Shares and likes can be deceiving — not just in number, but in spread. A post that gets attention on social media might look like a winner, but it doesn’t do a teen brand much good if its message resonated with geriatric users.

Check past social media content by assembling a focus group of your core customers. This can provide insight into the attitudes and behaviors of specific users, letting you peek behind the numerical curtain. Ask open-ended yet specific questions like “What do you like best about this post?” and “How does this post influence your view of our brand?”

3. Refine personas with focus group and platform insights

Once you have a better picture of what your audience likes and dislikes about your existing social content, use it to enrich your buyer personas. Then, augment them further with platform-specific tools like Facebook Insights.

For instance, you might learn through focus groups that your Millennial customers particularly like posts that signal corporate social responsibility. But to discover which causes resonate best, individual comments won’t cut it.

Instead, look at platform data: Perhaps environmental causes received the most engagement among cause-related posts. Put those pieces together, and you’ve got the backbone of a social media strategy.

4. Plan paid and organic posts together

As sponsored posts on social platforms grow by double-digit percentages, social media users are seeing them mixed in with organic posts.

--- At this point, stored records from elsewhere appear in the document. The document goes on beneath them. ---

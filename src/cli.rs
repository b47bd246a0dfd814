//! CLI argument definitions using clap derive macros.

use std::path::PathBuf;

use clap::{Parser, ValueEnum};

/// Default pacing interval between lookup starts, in milliseconds.
pub const DEFAULT_PACING_MS: u64 = 1500;

/// Largest accepted pacing interval, in milliseconds.
pub const MAX_PACING_MS: u64 = 60_000;

/// Resolve chemical identifiers into molecular property tables.
///
/// Chemly reads compound names, PubChem CIDs, and SMILES strings separated by
/// `|`, newlines, tabs, or commas, looks each one up in PubChem at a polite pace,
/// and writes a table of molecular properties.
#[derive(Parser, Debug, Clone)]
#[command(name = "chemly")]
#[command(author, version, about)]
pub struct Args {
    /// Input files with identifiers (.txt, .csv, .tsv); reads stdin when omitted
    #[arg(value_name = "INPUT")]
    pub inputs: Vec<PathBuf>,

    /// Write the result table to this file instead of stdout
    #[arg(short, long, value_name = "FILE")]
    pub output: Option<PathBuf>,

    /// Output format for the result table
    #[arg(long, value_enum, default_value_t = OutputFormat::Tsv)]
    pub format: OutputFormat,

    /// Minimum delay between lookup starts in milliseconds (1500-60000)
    #[arg(short = 'l', long, default_value_t = DEFAULT_PACING_MS, value_parser = clap::value_parser!(u64).range(1500..=60000))]
    pub pacing_ms: u64,

    /// Parallel lookup workers (1-4); all workers share the same pacing
    #[arg(short = 'c', long, default_value_t = 1, value_parser = clap::value_parser!(u8).range(1..=4))]
    pub concurrency: u8,

    /// Save a 3D SDF structure file for each resolved compound into DIR
    #[arg(long, value_name = "DIR")]
    pub structures: Option<PathBuf>,

    /// Only save structures for these compounds (CIDs or names, comma-separated)
    #[arg(long, value_name = "ID", value_delimiter = ',', requires = "structures")]
    pub structures_for: Vec<String>,

    /// PubChem PUG-REST base URL
    #[arg(long, value_name = "URL")]
    pub base_url: Option<String>,

    /// Increase output verbosity (-v for debug, -vv for trace)
    #[arg(short, long, action = clap::ArgAction::Count)]
    pub verbose: u8,

    /// Suppress non-error output
    #[arg(short, long)]
    pub quiet: bool,

    /// Disable colored log output
    #[arg(long)]
    pub no_color: bool,
}

/// Result table rendering.
#[derive(Debug, Clone, Copy, PartialEq, Eq, ValueEnum)]
pub enum OutputFormat {
    /// Tab-separated values with a header row
    Tsv,
    /// JSON array of records
    Json,
}
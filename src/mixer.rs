//! Dechirp (stretch processing) against the reference

use std::f32::consts::PI;

use num_traits::AsPrimitive;

use crate::{chirp::ReferenceChirp, complex::ComplexSample};

pub fn hann(n: usize) -> Vec<f32> {
    let denom = (n.max(2) - 1) as f32;
    (0..n)
        .map(|i| 0.5 * (1.0 - (2.0 * PI * i as f32 / denom).cos()))
        .collect()
}

pub struct DeChirpMixer {
    window: Vec<f32>,
}

impl DeChirpMixer {
    pub fn new(n: usize) -> Self {
        Self { window: hann(n) }
    }

    pub fn window(&self) -> &[f32] {
        &self.window
    }

    /// Windowed rx * conj(ref) for one sweep.
    /// `raw` is interleaved I/Q and must hold exactly `2 * N` values.
    pub fn mix<S>(&self, raw: &[S], reference: &ReferenceChirp, out: &mut [ComplexSample])
    where
        S: AsPrimitive<f32>,
    {
        let n = self.window.len();
        assert_eq!(raw.len(), 2 * n, "Raw frame must hold N I/Q pairs");
        assert_eq!(reference.len(), n);
        assert_eq!(out.len(), n);
        for (i, pair) in raw.chunks_exact(2).enumerate() {
            let rx_i: f32 = pair[0].as_();
            let rx_q: f32 = pair[1].as_();
            let (ref_i, ref_q) = (reference.i[i], reference.q[i]);
            let w = self.window[i];
            out[i].re = (rx_i * ref_i + rx_q * ref_q) * w;
            out[i].im = (rx_q * ref_i - rx_i * ref_q) * w;
        }
    }
}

The trouble is that the marketers in charge of a brand’s paid social content aren’t always the same ones firing off its daily tweets. And because so-called “dark posts” don’t show up on the brand’s timeline, it’s easy to forget they exist at all.

Communication is the only fix. Get your social media team together each week to plan sponsored, boosted, and organic posts.

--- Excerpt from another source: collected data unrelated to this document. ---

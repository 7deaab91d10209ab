//! Per-sweep processing: dechirp, spectrum, telemetry frame

use num_traits::AsPrimitive;

use crate::{
    chirp::ReferenceChirp,
    complex::ComplexSample,
    config::RadarConfig,
    error::RadarResult,
    mixer::DeChirpMixer,
    spectrum::{RangeEstimate, SpectralAnalyzer},
    telemetry::{EncodedFrame, TelemetryEncoder},
};

/// Owns the reference chirp and the working buffers for one sweep.
/// Every buffer is completely overwritten each sweep, nothing carries over.
pub struct SweepProcessor {
    reference: ReferenceChirp,
    mixer: DeChirpMixer,
    analyzer: SpectralAnalyzer,
    encoder: TelemetryEncoder,
    mixed: Vec<ComplexSample>,
    mags: Vec<f32>,
}

impl SweepProcessor {
    pub fn new(config: &RadarConfig) -> RadarResult<Self> {
        let n = config.fft_size;
        Ok(Self {
            reference: ReferenceChirp::synthesize(config.sample_rate, config.bandwidth, n),
            mixer: DeChirpMixer::new(n),
            analyzer: SpectralAnalyzer::new(n)?,
            encoder: TelemetryEncoder::new(config.telemetry_bins(), config.max_payload)?,
            mixed: vec![ComplexSample::default(); n],
            mags: vec![0.0; n / 2],
        })
    }

    pub fn reference(&self) -> &ReferenceChirp {
        &self.reference
    }

    /// Demodulate and analyze one raw interleaved I/Q frame
    pub fn process<S: AsPrimitive<f32>>(&mut self, raw: &[S]) -> RangeEstimate {
        self.mixer.mix(raw, &self.reference, &mut self.mixed);
        self.analyzer.analyze(&mut self.mixed, &mut self.mags)
    }

    /// First half magnitude spectrum of the last processed sweep
    pub fn magnitudes(&self) -> &[f32] {
        &self.mags
    }

    pub fn encode(&mut self) -> RadarResult<EncodedFrame<'_>> {
        self.encoder.encode(&self.mags)
    }
}

#[cfg(test)]
mod tests {
    use super::*;
    use crate::telemetry::TelemetryFrame;
    use approx::assert_relative_eq;

    #[test]
    fn test_sweep_of_echo() {
        let config = RadarConfig::default();
        let mut processor = SweepProcessor::new(&config).unwrap();
        let raw = processor.reference().to_tx_buffer(config.tx_scale);
        let estimate = processor.process(&raw);
        // Zero range target collapses onto DC, the peak search only sees the
        // window's main lobe spilling into bin 1
        let mags = processor.magnitudes();
        assert_eq!(mags.len(), 128);
        assert_eq!(estimate.bin, 1);
        assert!(mags[0] > estimate.magnitude);
        let expected = mags.to_vec();
        let frame = processor.encode().unwrap();
        let parsed = TelemetryFrame::parse(frame.bytes).unwrap();
        assert_eq!(parsed.magnitudes.len(), 128);
        for (got, sent) in parsed.magnitudes.iter().zip(&expected) {
            assert_relative_eq!(*got, *sent, epsilon = 0.006, max_relative = 1e-6);
        }
    }

    #[test]
    fn test_sweeps_are_independent() {
        let config = RadarConfig::default();
        let mut processor = SweepProcessor::new(&config).unwrap();
        let quiet = vec![0i16; 2 * config.fft_size];
        let loud = processor.reference().to_tx_buffer(config.tx_scale);
        processor.process(&quiet);
        let first = processor.encode().unwrap().bytes.to_vec();
        processor.process(&loud);
        processor.process(&quiet);
        let again = processor.encode().unwrap().bytes.to_vec();
        assert_eq!(first, again);
    }
}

Build them around the buyer personas you refined, and run timely organic posts past paid planners to avoid messaging conflicts.

Doing so may slow things down, but inconsistent messaging undermines the customer experience and impedes ROI — which matters much more than speed.

Newton may have lived centuries ago, but his insight into motion still rings true when it comes to social media. He understood that everything, including popularity, comes at an equal and opposite price.

Gaining a mass following can make it tough to reach targeted consumers. But Newton knew that objects in motion tend to stay in motion. If Newton were a marketer today, he’d recommend getting started on a new strategy; once you’re moving in the right direction, it’s a lot easier to keep going that way.

Tiffany Delmore is the Founder and CMO of SchoolSafe.